L’extension des pouvoirs de la police, des peines disproportionnées, une « institutionnalisation » de l’arbitraire, un danger pour la liberté de rassemblement : des dix avis formellement introduits depuis le dépôt du projet de loi visant le renforcement du « Platzverweis » (éloignement), huit émettent des doutes considérables, tandis que la Chambre des salariés le rejette purement et simplement. Tel qu’il a été présenté par le ministère des Affaires intérieures, le projet propose de renforcer une loi précédente sur la Police grand-ducale. Alors que celle-ci prévoit déjà l’éloignement d’une personne d’un lieu quand elle entrave l’entrée d’un bâtiment, la nouvelle proposition introduite en juillet dernier vise une pénalisation plus stricte des comportements « dérangeants » (woxx 1796). Parmi ceux-ci, l’entrave à la circulation sur la voie publique, le fait d’importuner des passant·es et de troubler la « tranquillité, la salubrité ou la sécurité publique ». Sont surtout visées, et c’est bien la critique principale de l’association Solidaritéit mat deen Heescherten dans un avis communiqué à la presse fin mars, les personnes en situation de précarité et de sans-abrisme, dont on chercherait l’écartement des centres-villes.
Comme pour le projet de loi proposant l’introduction de la mendicité « agressive » dans le code pénal (woxx 1810), la proposition d’éloignement renforcé manque, elle aussi, de définitions claires. Aussi bien Solidaritéit mat den Heescherten que les parquets de la justice relèvent dans leurs avis respectifs l’ambiguïté des mots « salubrité, sécurité ou tranquillité publique ». Au lieu d’une définition, le projet propose une appréciation subjective de la part de la police administrative, laissant la place au doute face à des situations peu claires. « Une personne assise dans une zone piétonne et parlant à haute voix, trouble-t-elle la tranquillité publique ? », demande par exemple la Chambre des salariés dans son avis. L’application risquerait d’être arbitraire et peu prévisible.
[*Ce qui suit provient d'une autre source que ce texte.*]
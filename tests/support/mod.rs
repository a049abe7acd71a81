// Controllable fake driver shared by the integration tests.

#![allow(dead_code)]

use std::sync::atomic::{AtomicBool, Ordering};
use std::sync::{Arc, Mutex};
use std::time::Duration;

use async_trait::async_trait;

use rusty_pool::{PoolError, Result, Session, SessionFactory, SharedSession};

/// A session whose liveness and close behavior the test controls.
pub struct FakeSession {
    alive: AtomicBool,
    fail_close: AtomicBool,
    closed: AtomicBool,
}

impl FakeSession {
    pub fn new() -> Arc<Self> {
        Arc::new(Self {
            alive: AtomicBool::new(true),
            fail_close: AtomicBool::new(false),
            closed: AtomicBool::new(false),
        })
    }

    pub fn set_alive(&self, alive: bool) {
        self.alive.store(alive, Ordering::SeqCst);
    }

    /// Make `close` report a driver error (the session is still marked
    /// closed so tests can observe the attempt).
    pub fn fail_close(&self) {
        self.fail_close.store(true, Ordering::SeqCst);
    }

    pub fn is_closed(&self) -> bool {
        self.closed.load(Ordering::SeqCst)
    }
}

#[async_trait]
impl Session for FakeSession {
    async fn is_alive(&self, _timeout: Duration) -> Result<bool> {
        Ok(self.alive.load(Ordering::SeqCst))
    }

    async fn close(&self) -> Result<()> {
        self.closed.store(true, Ordering::SeqCst);
        if self.fail_close.load(Ordering::SeqCst) {
            Err(PoolError::SessionClosed("close refused by fake".to_string()))
        } else {
            Ok(())
        }
    }
}

/// Factory that records every session it opens.
pub struct FakeFactory {
    opened: Mutex<Vec<Arc<FakeSession>>>,
    fail_open: AtomicBool,
}

impl FakeFactory {
    pub fn new() -> Arc<Self> {
        Arc::new(Self {
            opened: Mutex::new(Vec::new()),
            fail_open: AtomicBool::new(false),
        })
    }

    pub fn set_fail_open(&self, fail: bool) {
        self.fail_open.store(fail, Ordering::SeqCst);
    }

    pub fn open_count(&self) -> usize {
        self.opened.lock().unwrap().len()
    }

    /// The n-th session this factory opened.
    pub fn session(&self, index: usize) -> Arc<FakeSession> {
        self.opened.lock().unwrap()[index].clone()
    }

    pub fn closed_count(&self) -> usize {
        self.opened
            .lock()
            .unwrap()
            .iter()
            .filter(|s| s.is_closed())
            .count()
    }
}

#[async_trait]
impl SessionFactory for FakeFactory {
    async fn open(&self) -> Result<SharedSession> {
        if self.fail_open.load(Ordering::SeqCst) {
            return Err(PoolError::BackendUnavailable(
                "fake backend is down".to_string(),
            ));
        }

        let session = FakeSession::new();
        self.opened.lock().unwrap().push(session.clone());
        Ok(session)
    }
}

/// Coerce a concrete fake handle to the pool's session type without
/// re-wrapping it (identity must be preserved).
pub fn as_shared(session: &Arc<FakeSession>) -> SharedSession {
    session.clone()
}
Car même les « comportement inciviques », n’impliquant pas forcément un danger, pourraient être pénalisés. Ainsi, la police administrative pourrait ordonner à une personne de s’éloigner d’un lieu dans un cercle de deux kilomètres de diamètre et pendant 48 heures. En cas de non-respect, le projet envisage une interdiction temporaire de lieu d’une durée maximale de 30 jours et visant plusieurs rues, voire un quartier entier, ou encore une amende de 25 à 250 euros. Une demande « irréaliste » pour une personne en situation précaire, dénonce la Cour supérieure de justice. « L’on peut douter que les restrictions apportées à la liberté d’aller et de venir soient bien proportionnelles et nécessaires », conclut à son tour le Parquet général.
Autre point critiqué : la mesure d’interdiction reposerait dans les mains du ou de la bourgmestre et non d’une autorité judiciaire, menaçant la garantie de séparation des pouvoirs, opinent les justices de paix dans un avis commun. De ce fait, une voie de recours n’est pas prévue non plus.
Atteinte aux droits fondamentaux
Les personnes en situation de sans-abrisme ne seraient pas les seules touchées par le projet : la police ayant le pouvoir d’éloigner des personnes qu’elle juge comme « entravant la liberté de circulation » d’autrui, des manifestant·es, même dans des rassemblements autorisés par la mairie, pourraient être visé·es par les mesures. « À part l’absence de prévisibilité et de proportionnalité de telles mesures destinées à entraver la liberté de réunion et d’association, ces mesures constituent des actes d’intimidation à l’égard des organisateurs de tels rassemblements dont notamment les syndicats », juge la CSL.
La possible criminalisation de comportements qualifiés par des agents de police comme étant « dérangeants », sans pour autant apporter plus de clarification sur ces derniers, s’attaquerait « à un des droits citoyens les plus élémentaires, celui d’aller et de venir », critique ainsi Solidaritéit mat den Heescherten. Ceci dans un contexte social où les déguerpissements de locataires (woxx 1821) augmentent parallèlement au risque de pauvreté. L’association doute alors du sens du projet. Depuis l’introduction de la première loi sur le « Platzverweis », en 2022, huit éloignements forcés ont eu lieu. Ces chiffres contredisant « toute idée d’urgence politique », l’association exige, tout comme la CSL, le retrait du projet de loi.